EXERCISE DATA.

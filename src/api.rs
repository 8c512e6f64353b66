//! Python binding layer for the incompatibility analysis.
//!
//! Trees are passed as Newick strings; results come back as plain Python
//! lists and integers.

use pyo3::exceptions::PyValueError;
use pyo3::prelude::*;

use crate::incompat::incompatibilities_parallel;
use crate::newick::{parse_newick, to_newick, WriteOptions};
use crate::snapshot::PairSnapshot;
use crate::tree::Tree;

/// Compute the incompatible node pairs of two trees.
///
/// Args:
///     newick_a: First tree in Newick format
///     newick_b: Second tree in Newick format, over the same leaf labels
///
/// Returns:
///     A list of (id_a, id_b) tuples. Leaves are numbered 1..N in the
///     post-order of the first tree; internal nodes get ids above N.
///
/// Raises:
///     ValueError: If a tree cannot be parsed or the leaf labels differ
#[pyfunction]
#[pyo3(signature = (newick_a, newick_b))]
fn incompatible_pairs(newick_a: &str, newick_b: &str) -> PyResult<Vec<(usize, usize)>> {
    let (first, second) = parse_pair(newick_a, newick_b)?;
    let snap = build_snapshot(&first, &second)?;
    let relation = incompatibilities_parallel(&snap);

    relation
        .pairs()
        .map(|(v1, v2)| match (snap.first.get(v1), snap.second.get(v2)) {
            (Some(c1), Some(c2)) => Ok((c1.id, c2.id)),
            _ => Err(PyValueError::new_err(format!(
                "node pair ({v1}, {v2}) has no preprocessing id"
            ))),
        })
        .collect()
}

/// Count the incompatible node pairs of two trees.
///
/// Raises:
///     ValueError: If a tree cannot be parsed or the leaf labels differ
#[pyfunction]
#[pyo3(signature = (newick_a, newick_b))]
fn count_incompatible(newick_a: &str, newick_b: &str) -> PyResult<usize> {
    let (first, second) = parse_pair(newick_a, newick_b)?;
    let snap = build_snapshot(&first, &second)?;
    Ok(incompatibilities_parallel(&snap).pair_count())
}

/// Parse a Newick string and write it back in normalized form.
///
/// Args:
///     newick: Tree in Newick format
///     branch_lengths: Write `:length` after every non-root node (default: False)
///     internal_labels: Write labels of internal nodes (default: True)
#[pyfunction]
#[pyo3(signature = (newick, branch_lengths=false, internal_labels=true))]
fn normalize_newick(newick: &str, branch_lengths: bool, internal_labels: bool) -> PyResult<String> {
    let tree = parse_one(newick)?;
    Ok(to_newick(&tree, WriteOptions { branch_lengths, internal_labels }))
}

fn parse_one(newick: &str) -> PyResult<Tree> {
    parse_newick(newick).map_err(|e| PyValueError::new_err(format!("Failed to parse tree: {}", e)))
}

fn parse_pair(newick_a: &str, newick_b: &str) -> PyResult<(Tree, Tree)> {
    Ok((parse_one(newick_a)?, parse_one(newick_b)?))
}

fn build_snapshot(first: &Tree, second: &Tree) -> PyResult<PairSnapshot> {
    PairSnapshot::from_trees(first, second)
        .map_err(|e| PyValueError::new_err(format!("Failed to create tree snapshot: {}", e)))
}

/// Python module definition
#[pymodule]
fn tree_incompat(m: &Bound<'_, PyModule>) -> PyResult<()> {
    m.add_function(wrap_pyfunction!(incompatible_pairs, m)?)?;
    m.add_function(wrap_pyfunction!(count_incompatible, m)?)?;
    m.add_function(wrap_pyfunction!(normalize_newick, m)?)?;
    Ok(())
}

WHAT THE EXERCISE ASKS.
Go through the entries above and copy every line containing "nodes".

RESPONSE FOR THIS EXERCISE.
///     post-order of the first tree; internal nodes get ids above N.
///     internal_labels: Write labels of internal nodes (default: True)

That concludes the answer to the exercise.